They flew back in surprise, as if a gust of November wind had taken them by surprise. They flew closer to her face, angrily buzzing and zipping around her head until Suva stopped trying to bat them away and stood with her eyes scrunched tight, screaming the word, ‘sorry’ over and over again through clenched teeth.

They stopped eventually, chittering and chattering in grumbling tones, amongst themselves when one of the fairies, or whatever these little creatures were, addressed Suva directly. The rest of them fell silent.

“We show ourselves to you at great risk and you insult us by trying to blow us away! Why would you do that?”

Suva bowed deeply, from her waist. She did not look up as she spoke.

“I am deeply sorry for offending you, your Royal Highness,” began Suva, “My mind, and every instinct that I have, told me that you and your people were not real. I’m not sure why I blew but I do know that I regretted it from the moment the breath left my mouth. Please forgive me.”

The fairy who had addressed Suva, was indeed the king and he was deeply moved and charmed by Suva’s little speech.

“We forgive you, little one. You must be wondering why we are here?”

“Yes indeed, your Royal Highness. I have no idea why you would see fit to visit me at this time.”

Suva wasn’t sure why she was talking like this but somehow had a feeling that it would be extremely unwise to insult the little fairy king further. She was still bowed and looking at the floor when she felt a tiny sensation, much like a kiss on her cheek.

“You may get up now, little Suva,” whispered a voice in her ear.

Suva straightened up and looked again at the ensemble of little flying creatures gathered in her room.

They wore their gossamer wings proudly on their backs, as they fluttered restlessly above the surfaces they chose to stand on. Each little fairy, with their pointed faces and ears had two pairs of arms and two pairs of wings, long like that of dragonflies. Their bodies were long too, almost like stick insects but they resembled humans more than any creepy crawly Suva ever saw. They were the height of matchsticks and about as thin and each one was so very beautiful. Their skin shone, much like the pearls on Suva’s bracelet but with hues of pink and peach and brown and black. Their hair was long and tied in intricate braids, even the king and the other males, and Suva wondered at how ugly and clumsy she must look to them.

“We are here to take you to where you must go. Come.”

And with that the fairies flittered and frolicked excitedly back and forth until Suva followed them out into the garden and through to the forest.

“There’s a story, you have heard it, I am sure,” called the king as he flew ahead of Suva. She found it difficult to see the fairies in the light but could just make them out as tiny orbs of stray sunlight hovering just above eye level and always ahead. They grew clearer in the darker green light of the forest and they were easier to follow, to Suva’s relief.

As they flew, they sang and Suva knew at once that this was the singing and buzzing Kajol Didi had spoken of.

“What story?” asked Suva, intrigued.

“The story of Tara and her adopted daughter.” The king was slightly out of breath at this point and finally rested on Suva’s shoulder, as she followed the rest of the fairies. He did not mind that Suva did not turn her head to look at him but he could not help but pull on her earlobe from time to time, in excitement.

“No, I do not know this story. Will you tell me?”

“Yes, once we get to headquarters. There is someone there with whom you must meet.”

The rest of the conversation fell away in Suva’s memory, and she could never remember it when later she tried, but the feeling of excitement and relief remained, as did the smell of the forest fruits and foliage.

Eventually the undergrowth grew thicker around them.

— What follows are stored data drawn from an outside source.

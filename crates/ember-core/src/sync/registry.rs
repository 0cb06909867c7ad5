//! Global registry of live Mutex instances, keyed by MutexId

use crate::sync::{Mutex, MutexId};
use dashmap::DashMap;
use std::sync::Arc;

/// Registry mapping MutexId to the shared Mutex instance
///
/// Every `new Mutex()` expression in evaluated source allocates an entry
/// here; the `Value` held by the program is just the `MutexId`, so mutexes
/// can be captured by closures and shared between tasks without the
/// evaluator needing to know about locking internals.
#[derive(Default)]
pub struct MutexRegistry {
    mutexes: DashMap<MutexId, Arc<Mutex>>,
}

impl MutexRegistry {
    /// Create an empty registry
    pub fn new() -> Self {
        Self {
            mutexes: DashMap::new(),
        }
    }

    /// Allocate and register a new mutex, returning its ID
    pub fn create(&self) -> MutexId {
        let id = MutexId::new();
        self.mutexes.insert(id, Arc::new(Mutex::new(id)));
        id
    }

    /// Look up a registered mutex by ID
    pub fn get(&self, id: MutexId) -> Option<Arc<Mutex>> {
        self.mutexes.get(&id).map(|entry| entry.clone())
    }

    /// Remove a mutex from the registry (called once its Value is collected)
    pub fn remove(&self, id: MutexId) -> Option<Arc<Mutex>> {
        self.mutexes.remove(&id).map(|(_, m)| m)
    }

    /// Number of live mutexes
    pub fn len(&self) -> usize {
        self.mutexes.len()
    }

    /// Whether the registry holds no mutexes
    pub fn is_empty(&self) -> bool {
        self.mutexes.is_empty()
    }
}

Where leaves and branches would only occasionally brush against Suva’s body or face, now they had to be moved away and Suva would have to step through vines which would sometimes wrap themselves around her legs or arms, ensnaring her in tangled trailers, and pulling her back.

She found that if she did not think about the scratches and bruises and obstacles, but moved as if she were water or air, and not solid at all, she could avoid the traps and trips set by everything around her. She ceased to look at things individually, and they became whole, she with them and suddenly the journey became much smoother.

Soon they stopped. The fairies flittered and twittered and their king alighted ceremoniously, again with a small bow and Suva bowed back. She looked around her and saw that she was in a clearing in the forest. A perfect circle of trees formed a natural kind of stage. In the centre of it all was the great fairy king himself who stood now upon a perfectly placed rock. The rock rumbled and tugged at the ground, the earth shook and all the fairies hovered still and quiet until it eventually sank into the ground revealing a great hole, as black as night.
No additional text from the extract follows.